//! Percentage-share configuration workflow
//!
//! A [`SharingConfigResolver`] walks one center through the two-step
//! configuration handshake:
//!
//! ```text
//! AwaitingCenterSelection --select_center--> AwaitingSharingInput --submit_sharing--> Ready
//! ```
//!
//! One resolver covers exactly one center and one attempt. Abandoning an
//! attempt is dropping the resolver; nothing is committed until an invoice
//! is generated from a `Ready` resolver.

use rust_decimal::Decimal;
use serde::{Deserialize, Serialize};
use std::collections::{BTreeMap, BTreeSet};
use std::fmt;

use core_kernel::{Money, Percentage};
use crate::engine::BillingEngine;
use crate::error::BillingError;
use crate::record::lookup_key;
use crate::segmenter::{Segmentation, TestTypeCatalog};

/// Observable state of a resolver
#[derive(Debug, Clone, Copy, PartialEq, Eq, Serialize, Deserialize)]
pub enum ResolverState {
    AwaitingCenterSelection,
    AwaitingSharingInput,
    Ready,
}

impl fmt::Display for ResolverState {
    fn fmt(&self, f: &mut fmt::Formatter<'_>) -> fmt::Result {
        let name = match self {
            ResolverState::AwaitingCenterSelection => "AwaitingCenterSelection",
            ResolverState::AwaitingSharingInput => "AwaitingSharingInput",
            ResolverState::Ready => "Ready",
        };
        f.write_str(name)
    }
}

/// Frozen sharing percentages for one center
#[derive(Debug, Clone, PartialEq, Eq, Serialize, Deserialize)]
pub struct SharingConfig {
    center_name: String,
    /// Keyed by lowercased, trimmed test type
    overrides: BTreeMap<String, Percentage>,
    default_percentage: Percentage,
}

impl SharingConfig {
    pub fn center_name(&self) -> &str {
        &self.center_name
    }

    pub fn default_percentage(&self) -> Percentage {
        self.default_percentage
    }

    /// Explicit per-test-type percentages (normalized keys)
    pub fn overrides(&self) -> &BTreeMap<String, Percentage> {
        &self.overrides
    }

    /// Returns the override for a test type, else the default
    pub fn effective_percentage(&self, test_type: &str) -> Percentage {
        self.overrides
            .get(&lookup_key(test_type))
            .copied()
            .unwrap_or(self.default_percentage)
    }
}

/// A live calculation for a candidate percentage, for display only
#[derive(Debug, Clone, PartialEq, Eq, Serialize)]
pub struct SharingPreview {
    pub test_type: String,
    pub percentage: Percentage,
    pub mrp: Money,
    pub sharing_amount: Money,
    pub payable_rate: Money,
}

#[derive(Debug, Clone)]
enum Stage {
    AwaitingCenterSelection,
    AwaitingSharingInput {
        center_name: String,
        test_types: BTreeSet<String>,
    },
    Ready {
        config: SharingConfig,
        test_types: BTreeSet<String>,
    },
}

/// Two-step sharing configuration state machine for one center
///
/// Callers must serialize access to one instance.
#[derive(Debug, Clone)]
pub struct SharingConfigResolver {
    catalog: TestTypeCatalog,
    stage: Stage,
}

impl SharingConfigResolver {
    /// Creates a resolver over the percentage-share centers of a segmentation
    pub fn new(segmentation: &Segmentation) -> Self {
        Self::from_catalog(segmentation.test_type_catalog())
    }

    /// Creates a resolver from a center → test types catalog
    pub fn from_catalog(catalog: TestTypeCatalog) -> Self {
        Self {
            catalog,
            stage: Stage::AwaitingCenterSelection,
        }
    }

    /// Returns the current state
    pub fn state(&self) -> ResolverState {
        match self.stage {
            Stage::AwaitingCenterSelection => ResolverState::AwaitingCenterSelection,
            Stage::AwaitingSharingInput { .. } => ResolverState::AwaitingSharingInput,
            Stage::Ready { .. } => ResolverState::Ready,
        }
    }

    pub fn is_ready(&self) -> bool {
        self.state() == ResolverState::Ready
    }

    /// Centers this resolver may select
    pub fn available_centers(&self) -> impl Iterator<Item = &str> {
        self.catalog.keys().map(String::as_str)
    }

    /// The selected center, once one has been selected
    pub fn center_name(&self) -> Option<&str> {
        match &self.stage {
            Stage::AwaitingCenterSelection => None,
            Stage::AwaitingSharingInput { center_name, .. } => Some(center_name),
            Stage::Ready { config, .. } => Some(config.center_name()),
        }
    }

    /// Test types of the selected center
    pub fn test_types(&self) -> Option<&BTreeSet<String>> {
        match &self.stage {
            Stage::AwaitingCenterSelection => None,
            Stage::AwaitingSharingInput { test_types, .. } | Stage::Ready { test_types, .. } => {
                Some(test_types)
            }
        }
    }

    /// The frozen configuration, once `Ready`
    pub fn config(&self) -> Option<&SharingConfig> {
        match &self.stage {
            Stage::Ready { config, .. } => Some(config),
            _ => None,
        }
    }

    /// Selects the center to configure
    ///
    /// # Errors
    ///
    /// - `ConfigNotReady` if a center was already selected
    /// - `UnknownCenter` if the center has no percentage-share records
    pub fn select_center(&mut self, center_name: &str) -> Result<BTreeSet<String>, BillingError> {
        if !matches!(self.stage, Stage::AwaitingCenterSelection) {
            return Err(self.out_of_order("select_center", ResolverState::AwaitingCenterSelection));
        }

        let center_name = center_name.trim();
        let test_types = self
            .catalog
            .get(center_name)
            .cloned()
            .ok_or_else(|| BillingError::UnknownCenter(center_name.to_string()))?;

        tracing::debug!(center = center_name, test_types = test_types.len(), "Center selected for sharing");

        self.stage = Stage::AwaitingSharingInput {
            center_name: center_name.to_string(),
            test_types: test_types.clone(),
        };
        Ok(test_types)
    }

    /// Freezes the sharing percentages for the selected center
    ///
    /// Test types without an override inherit `default_percentage`. On error
    /// the resolver stays in `AwaitingSharingInput` so the caller can
    /// re-prompt.
    ///
    /// # Errors
    ///
    /// - `ConfigNotReady` unless the resolver is awaiting sharing input
    /// - `InvalidPercentage` if the default or any override is outside 0 to 100
    pub fn submit_sharing<I, K>(
        &mut self,
        overrides: I,
        default_percentage: Decimal,
    ) -> Result<SharingConfig, BillingError>
    where
        I: IntoIterator<Item = (K, Decimal)>,
        K: AsRef<str>,
    {
        let (center_name, test_types) = match &self.stage {
            Stage::AwaitingSharingInput { center_name, test_types } => {
                (center_name.clone(), test_types.clone())
            }
            _ => return Err(self.out_of_order("submit_sharing", ResolverState::AwaitingSharingInput)),
        };

        let default_percentage = Percentage::new(default_percentage)
            .map_err(|_| BillingError::invalid_percentage("default", default_percentage))?;

        let known: BTreeSet<String> = test_types.iter().map(|t| lookup_key(t)).collect();
        let mut validated = BTreeMap::new();
        for (test_type, value) in overrides {
            let test_type = test_type.as_ref();
            let percentage = Percentage::new(value)
                .map_err(|_| BillingError::invalid_percentage(format!("test type {}", test_type), value))?;
            let key = lookup_key(test_type);
            if !known.contains(&key) {
                tracing::warn!(
                    center = %center_name,
                    test_type,
                    "Sharing override for a test type the center did not record"
                );
            }
            validated.insert(key, percentage);
        }

        tracing::info!(
            center = %center_name,
            overrides = validated.len(),
            default = %default_percentage,
            "Sharing configuration ready"
        );

        let config = SharingConfig {
            center_name,
            overrides: validated,
            default_percentage,
        };
        self.stage = Stage::Ready {
            config: config.clone(),
            test_types,
        };
        Ok(config)
    }

    /// Percentage in force for a test type
    ///
    /// # Errors
    ///
    /// Returns `ConfigNotReady` unless the resolver is `Ready`.
    pub fn effective_percentage(&self, test_type: &str) -> Result<Percentage, BillingError> {
        self.config()
            .map(|config| config.effective_percentage(test_type))
            .ok_or_else(|| self.out_of_order("effective_percentage", ResolverState::Ready))
    }

    /// Computes sharing and payable for a sample MRP without changing state
    ///
    /// Uses the same formula and rounding as invoice generation.
    ///
    /// # Errors
    ///
    /// - `ConfigNotReady` before a center is selected
    /// - `InvalidPercentage` if the candidate is outside 0 to 100
    /// - `Validation` if the sample MRP is negative
    pub fn preview(
        &self,
        test_type: &str,
        candidate_percentage: Decimal,
        sample_mrp: Money,
    ) -> Result<SharingPreview, BillingError> {
        if matches!(self.stage, Stage::AwaitingCenterSelection) {
            return Err(self.out_of_order("preview", ResolverState::AwaitingSharingInput));
        }
        if sample_mrp.is_negative() {
            return Err(BillingError::validation(format!(
                "sample MRP must not be negative: {}",
                sample_mrp.amount()
            )));
        }

        let percentage = Percentage::new(candidate_percentage)
            .map_err(|_| BillingError::invalid_percentage(format!("test type {}", test_type), candidate_percentage))?;
        let mrp = sample_mrp.round_to_paise();
        let (sharing_amount, payable_rate) = BillingEngine::split_by_percentage(mrp, percentage)?;

        Ok(SharingPreview {
            test_type: test_type.trim().to_string(),
            percentage,
            mrp,
            sharing_amount,
            payable_rate,
        })
    }

    fn out_of_order(&self, operation: &str, expected: ResolverState) -> BillingError {
        BillingError::ConfigNotReady(format!(
            "{} requires {}, resolver is {}",
            operation,
            expected,
            self.state()
        ))
    }
}

#[cfg(test)]
mod tests {
    use super::*;
    use rust_decimal_macros::dec;

    fn catalog() -> TestTypeCatalog {
        let mut catalog = TestTypeCatalog::new();
        catalog.insert(
            "Hansi Lab".to_string(),
            ["Haematology", "X-Ray"].iter().map(|s| s.to_string()).collect(),
        );
        catalog
    }

    #[test]
    fn test_happy_path() {
        let mut resolver = SharingConfigResolver::from_catalog(catalog());
        assert_eq!(resolver.state(), ResolverState::AwaitingCenterSelection);

        let types = resolver.select_center("Hansi Lab").unwrap();
        assert_eq!(types.len(), 2);
        assert_eq!(resolver.state(), ResolverState::AwaitingSharingInput);

        resolver.submit_sharing([("x-ray", dec!(60))], dec!(50)).unwrap();
        assert!(resolver.is_ready());
        assert_eq!(resolver.effective_percentage("X-Ray").unwrap().value(), dec!(60));
        assert_eq!(resolver.effective_percentage("Haematology").unwrap().value(), dec!(50));
    }

    #[test]
    fn test_failed_submit_keeps_state() {
        let mut resolver = SharingConfigResolver::from_catalog(catalog());
        resolver.select_center("Hansi Lab").unwrap();
        let err = resolver.submit_sharing([("X-Ray", dec!(101))], dec!(50)).unwrap_err();
        assert!(matches!(err, BillingError::InvalidPercentage { .. }));
        assert_eq!(resolver.state(), ResolverState::AwaitingSharingInput);
    }

    #[test]
    fn test_second_selection_is_rejected() {
        let mut resolver = SharingConfigResolver::from_catalog(catalog());
        resolver.select_center("Hansi Lab").unwrap();
        assert!(matches!(
            resolver.select_center("Hansi Lab"),
            Err(BillingError::ConfigNotReady(_))
        ));
    }
}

◆ ◆ ◆ ◆

*WHAT TO PRODUCE*: Return solely the count of lines in the data above in which the word "matches" occurs.

*REPLY*: 4